Le décryptage éco. Quelles solutions pour sortir de la crise en Guyane ?
Après la grève générale lundi 27 mars, les syndicats ont lancé un appel à une journée morte ce mardi en Guyane malgré les annonces de Bernard Cazeneuve. Quelles solutions peuvent-être apportées à la grave crise ?
Pour trouver des éléments de réponse à la crise que traverse la Guyane, il faut d'abord regarder la géographie. Le département français partage 700 km de frontière avec le Brésil. Une réalité géographique que peu de Français connaissent et qui illustre notre ignorance de la géographie mais aussi, souvent, de l’histoire et des réalités que vivent les Français de l’outre-mer. Or, pour comprendre la puissance de ce qui commence à ressembler à un soulèvement général, il faut s’intéresser d’abord à la géographie.
La population a doublé en 20 ans
La Guyane, cette Amazonie française, partage deux immenses frontières. Le Brésil d’abord, et surtout avec l’Amapa, l’un des Etats brésiliens les plus pauvres. Avec le Surinam ensuite, l’ex-Guyane Hollandaise, un Etat lui aussi fragilisé et en grande pauvreté. Il règne de l’autre côté de ces deux frontières un climat de grande violence et un dénuement qui poussent des hommes, des femmes, souvent des familles entières à partir et chercher un asile moins hostile en Guyane.
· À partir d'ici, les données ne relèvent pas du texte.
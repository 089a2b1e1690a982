//! Ellipsoidal geodetic coordinates for a centred, axis-aligned ellipsoid.
//!
//! Latitude and longitude describe the direction of the surface normal at the
//! foot point (the point on the ellipsoid whose normal passes through the
//! query point); elevation is the signed distance along that normal.

use nalgebra::{Matrix3, Vector3};
use serde::{Deserialize, Serialize};

const MAX_ITERATIONS: usize = 20;
const PERTURBATION: f64 = 1e-6;
const STEP_TOLERANCE: f64 = 1e-13;

/// Position relative to an ellipsoid.
#[derive(Debug, Clone, Copy, PartialEq, Serialize, Deserialize)]
pub struct GeodeticCoordinate {
    /// Degrees in `[-90, 90]`.
    pub latitude: f64,
    /// Degrees in `[-180, 180]`.
    pub longitude: f64,
    /// Signed distance from the surface, positive outside.
    pub elevation: f64,
}

fn radii_are_valid(radii: &Vector3<f64>) -> bool {
    radii.iter().all(|r| r.is_finite() && *r > 0.0)
}

/// Converts a Cartesian point to geodetic coordinates on the ellipsoid with
/// semi-axes `radii`.
///
/// The foot point is found by Newton iteration on the three conditions
/// "`X − X₀` is parallel to the normal at `X₀`" (two cross-product components)
/// and "`X₀` is on the ellipsoid". Coordinates of `point` smaller than `1e-6`
/// in magnitude are nudged away from zero while iterating, since the
/// cross-product conditions degenerate there, and the foot point is rescaled
/// afterwards.
///
/// Returns `None` for non-finite input or non-positive radii.
///
/// # Examples
///
/// ```rust
/// use nalgebra::Vector3;
/// use model_eye::quadric::{cartesian_to_geodetic, geodetic_to_cartesian};
///
/// let radii = Vector3::new(3.0, 4.0, 5.0);
/// let point = Vector3::new(1.0, 2.0, 6.0);
/// let geo = cartesian_to_geodetic(&point, &radii).unwrap();
/// let back = geodetic_to_cartesian(&geo, &radii).unwrap();
/// assert!((back - point).norm() < 1e-6);
/// ```
pub fn cartesian_to_geodetic(
    point: &Vector3<f64>,
    radii: &Vector3<f64>,
) -> Option<GeodeticCoordinate> {
    if !radii_are_valid(radii) || !point.iter().all(|v| v.is_finite()) {
        return None;
    }
    let (a2, b2, c2) = (radii.x * radii.x, radii.y * radii.y, radii.z * radii.z);

    let mut perturbed = [false; 3];
    let mut work = *point;
    for i in 0..3 {
        if work[i].abs() < PERTURBATION {
            work[i] = if work[i] < 0.0 { -PERTURBATION } else { PERTURBATION };
            perturbed[i] = true;
        }
    }
    let (x, y, z) = (work.x, work.y, work.z);

    let mut foot = radii.component_mul(&work) / work.norm();
    for _ in 0..MAX_ITERATIONS {
        let (x0, y0, z0) = (foot.x, foot.y, foot.z);
        let residual = Vector3::new(
            (x - x0) * y0 / b2 - (y - y0) * x0 / a2,
            (x - x0) * z0 / c2 - (z - z0) * x0 / a2,
            x0 * x0 / a2 + y0 * y0 / b2 + z0 * z0 / c2 - 1.0,
        );
        let jacobian = Matrix3::new(
            -y0 / b2 - (y - y0) / a2,
            (x - x0) / b2 + x0 / a2,
            0.0,
            -z0 / c2 - (z - z0) / a2,
            0.0,
            (x - x0) / c2 + x0 / a2,
            2.0 * x0 / a2,
            2.0 * y0 / b2,
            2.0 * z0 / c2,
        );
        let Some(step) = jacobian.lu().solve(&residual) else {
            break;
        };
        foot -= step;
        if step.norm() <= STEP_TOLERANCE * radii.max() {
            break;
        }
    }

    // Undo the nudge for foot coordinates that only followed it.
    for i in 0..3 {
        if perturbed[i] && foot[i].abs() < 1e-3 * radii[i] {
            foot[i] *= point[i] / work[i];
        }
    }
    let on_surface = (foot.x * foot.x / a2 + foot.y * foot.y / b2 + foot.z * foot.z / c2).sqrt();
    if !on_surface.is_finite() || on_surface <= 0.0 {
        return None;
    }
    foot /= on_surface;

    let normal = Vector3::new(foot.x / a2, foot.y / b2, foot.z / c2).normalize();
    let latitude = normal.z.atan2(normal.x.hypot(normal.y)).to_degrees();
    let longitude = normal.y.atan2(normal.x).to_degrees();
    let elevation = (point - foot).dot(&normal);

    Some(GeodeticCoordinate {
        latitude,
        longitude,
        elevation,
    })
}

/// Converts geodetic coordinates back to a Cartesian point. Closed form: the
/// foot point is recovered from the normal direction and offset by the
/// elevation along it.
pub fn geodetic_to_cartesian(
    coordinate: &GeodeticCoordinate,
    radii: &Vector3<f64>,
) -> Option<Vector3<f64>> {
    if !radii_are_valid(radii) {
        return None;
    }
    let lat = coordinate.latitude.to_radians();
    let lon = coordinate.longitude.to_radians();
    let normal = Vector3::new(lat.cos() * lon.cos(), lat.cos() * lon.sin(), lat.sin());

    let squared = radii.component_mul(radii);
    let k = squared.component_mul(&normal).dot(&normal).sqrt();
    let foot = squared.component_mul(&normal) / k;
    let point = foot + normal * coordinate.elevation;
    point.iter().all(|v| v.is_finite()).then_some(point)
}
Gérer et tenter d’intégrer cette immigration clandestine est l’un des défis auxquels est confronté cette région d’outre-Mer.
Autre problématique, la démographie. La population guyanaise a doublé en vingt ans. Difficile de trouver un autre endroit au monde qui ait connue pareille situation, c’est-à-dire le doublement de sa population. C’est un défi considérable à relever, notamment sur le plan des infrastructures, qui n’ont absolument pas été conçues pour le grand nombre : 250 000 personnes aujourd’hui, plus quelques milliers de clandestins.
Comment y remédier ?
La géographie nous met sur la voie. Il y a d’abord une dimension régionale qu’il faut traiter, avec les voisins, tant pour des raisons de sécurité que d’économie et de développement. Ensuite, il y a une quantité de problèmes à traiter. C’est une économie de rattrapage qu’il faut créer. L’Etat y a sa part bien sûr, d’autant que la Guyane a souvent été délaissée par rapport à d’autres territoires d’outre-mer. La construction d’écoles, hôpitaux et d’infrastructures de base figurent d’ailleurs en bonne place dans les revendications hétéroclites d’un mouvement de colère qui couvait depuis longtemps déjà et qui a débordé le pouvoir politique local. Un mouvement social qui jouit d’un très large soutien populaire.
A Kourou, sur le rond point du Centre Spatial, on chante Edith Piaf et on mange des beignets à la banane #Guyane pic.twitter.com/Fyyj9RMFwk
— Gaële Joly (@joelgaly) 27 mars 2017
Il n’y aura donc pas de sortie de crise sans que l’Etat y mette les moyens pour espérer qu’un jour cette économie de rattrapage entre dans un cycle plus vertueux et crée sa propre prospérité. Profitons-en pour démentir une image tenace : non les Français de l’outre-mer ne sont pas des assistés et ne coûtent pas si cher à la métropole. L’effort total net de la Nation pour les outre-mer se monte à un peu plus de 2% des dépenses de l’Etat et de la Sécurité sociale, pour 4% de la population, voyez qu’on est loin de l’assistanat.
Un gouvernement en fin de course est-il en situation de répondre à de telles demandes ?
C’est tout le défi. Mais il va bien falloir qu’il discute à chaud et prennent de premiers engagements s’il veut ramener un semblant de calme. Le ras-le-bol est très profond. Certains réclament une loi cadre qui fixerait à l’Etat et à la Guyane des obligations de résultat sur des objectifs d’amélioration de la convergence avec les standards de l’hexagone, notamment en terme de revenus par habitant. Cela prendra au moins une génération.
Il y a une exigence d’égalité qui monte, et pas seulement d’ailleurs de la Guyane, mais de tous les territoires d’outre-mer. Le PIB par habitant dans les Dom représente un peu plus de 60% seulement du niveau de l’Hexagone. Il reste un sacré chemin à parcourir. L'Etat n'est pas responsable de toute l'économie et c'est mieux comme ça, mais il est responsable des conditions dans lesquelles on peut développer une économie.